WHAT YOU NEED TO DO –
All entries that follow are to be printed exactly as written.

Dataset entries
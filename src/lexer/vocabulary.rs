//! Keyword and constant tables shared by the lexer and the help listing.

use lazy_static::lazy_static;
use std::{collections::HashMap, sync::Arc};

use super::tokens::TokenKind;

lazy_static! {
    pub static ref STANDARD_VOCABULARY: Arc<Vocabulary> = Arc::new(Vocabulary::standard());
}

/// Function keywords and named constants recognised in alphabetic runs.
///
/// Lookups are done on the lowercased word. The table is never mutated after
/// construction, so one instance can be shared by any number of lexers,
/// across threads included.
#[derive(Debug, Clone)]
pub struct Vocabulary {
    keywords: HashMap<&'static str, TokenKind>,
    constants: HashMap<&'static str, f64>,
}

impl Vocabulary {
    pub fn new(
        keywords: HashMap<&'static str, TokenKind>,
        constants: HashMap<&'static str, f64>,
    ) -> Self {
        Vocabulary {
            keywords,
            constants,
        }
    }

    /// `sqrt`, `log`, `ln`, `sin`, `cos`, `tan` and the constants `pi`, `e`, `phi`.
    pub fn standard() -> Self {
        let mut keywords = HashMap::new();
        keywords.insert("sqrt", TokenKind::Sqrt);
        keywords.insert("log", TokenKind::Log);
        keywords.insert("ln", TokenKind::Log);
        keywords.insert("sin", TokenKind::Sin);
        keywords.insert("cos", TokenKind::Cos);
        keywords.insert("tan", TokenKind::Tan);

        let mut constants = HashMap::new();
        constants.insert("pi", std::f64::consts::PI);
        constants.insert("e", std::f64::consts::E);
        constants.insert("phi", (1.0 + 5f64.sqrt()) / 2.0);

        Vocabulary::new(keywords, constants)
    }

    pub fn keyword(&self, word: &str) -> Option<TokenKind> {
        self.keywords.get(word.to_lowercase().as_str()).copied()
    }

    pub fn constant(&self, word: &str) -> Option<f64> {
        self.constants.get(word.to_lowercase().as_str()).copied()
    }

    /// Constants sorted by name.
    pub fn constants(&self) -> Vec<(&'static str, f64)> {
        let mut constants = self
            .constants
            .iter()
            .map(|(name, value)| (*name, *value))
            .collect::<Vec<_>>();
        constants.sort_by(|a, b| a.0.cmp(b.0));
        constants
    }
}

impl Default for Vocabulary {
    fn default() -> Self {
        Vocabulary::standard()
    }
}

ANSWER SECTION –
filename src/lexer/vocabulary.rs
//! Keyword and constant tables shared by the lexer and the help listing.

use lazy_static::lazy_static;
use std::{collections::HashMap, sync::Arc};

use super::tokens::TokenKind;

lazy_static! {
    pub static ref STANDARD_VOCABULARY: Arc<Vocabulary> = Arc::new(Vocabulary::standard());
}

/// Function keywords and named constants recognised in alphabetic runs.
///
/// Lookups are done on the lowercased word. The table is never mutated after
/// construction, so one instance can be shared by any number of lexers,
/// across threads included.
#[derive(Debug, Clone)]
pub struct Vocabulary {
    keywords: HashMap<&'static str, TokenKind>,
    constants: HashMap<&'static str, f64>,
}

impl Vocabulary {
    pub fn new(
        keywords: HashMap<&'static str, TokenKind>,
        constants: HashMap<&'static str, f64>,
    ) -> Self {
        Vocabulary {
            keywords,
            constants,
        }
    }

    /// `sqrt`, `log`, `ln`, `sin`, `cos`, `tan` and the constants `pi`, `e`, `phi`.
    pub fn standard() -> Self {
        let mut keywords = HashMap::new();
        keywords.insert("sqrt", TokenKind::Sqrt);
        keywords.insert("log", TokenKind::Log);
        keywords.insert("ln", TokenKind::Log);
        keywords.insert("sin", TokenKind::Sin);
        keywords.insert("cos", TokenKind::Cos);
        keywords.insert("tan", TokenKind::Tan);

        let mut constants = HashMap::new();
        constants.insert("pi", std::f64::consts::PI);
        constants.insert("e", std::f64::consts::E);
        constants.insert("phi", (1.0 + 5f64.sqrt()) / 2.0);

        Vocabulary::new(keywords, constants)
    }

    pub fn keyword(&self, word: &str) -> Option<TokenKind> {
        self.keywords.get(word.to_lowercase().as_str()).copied()
    }

    pub fn constant(&self, word: &str) -> Option<f64> {
        self.constants.get(word.to_lowercase().as_str()).copied()
    }

    /// Constants sorted by name.
    pub fn constants(&self) -> Vec<(&'static str, f64)> {
        let mut constants = self
            .constants
            .iter()
            .map(|(name, value)| (*name, *value))
            .collect::<Vec<_>>();
        constants.sort_by(|a, b| a.0.cmp(b.0));
        constants
    }
}

impl Default for Vocabulary {
    fn default() -> Self {
        Vocabulary::standard()
    }
}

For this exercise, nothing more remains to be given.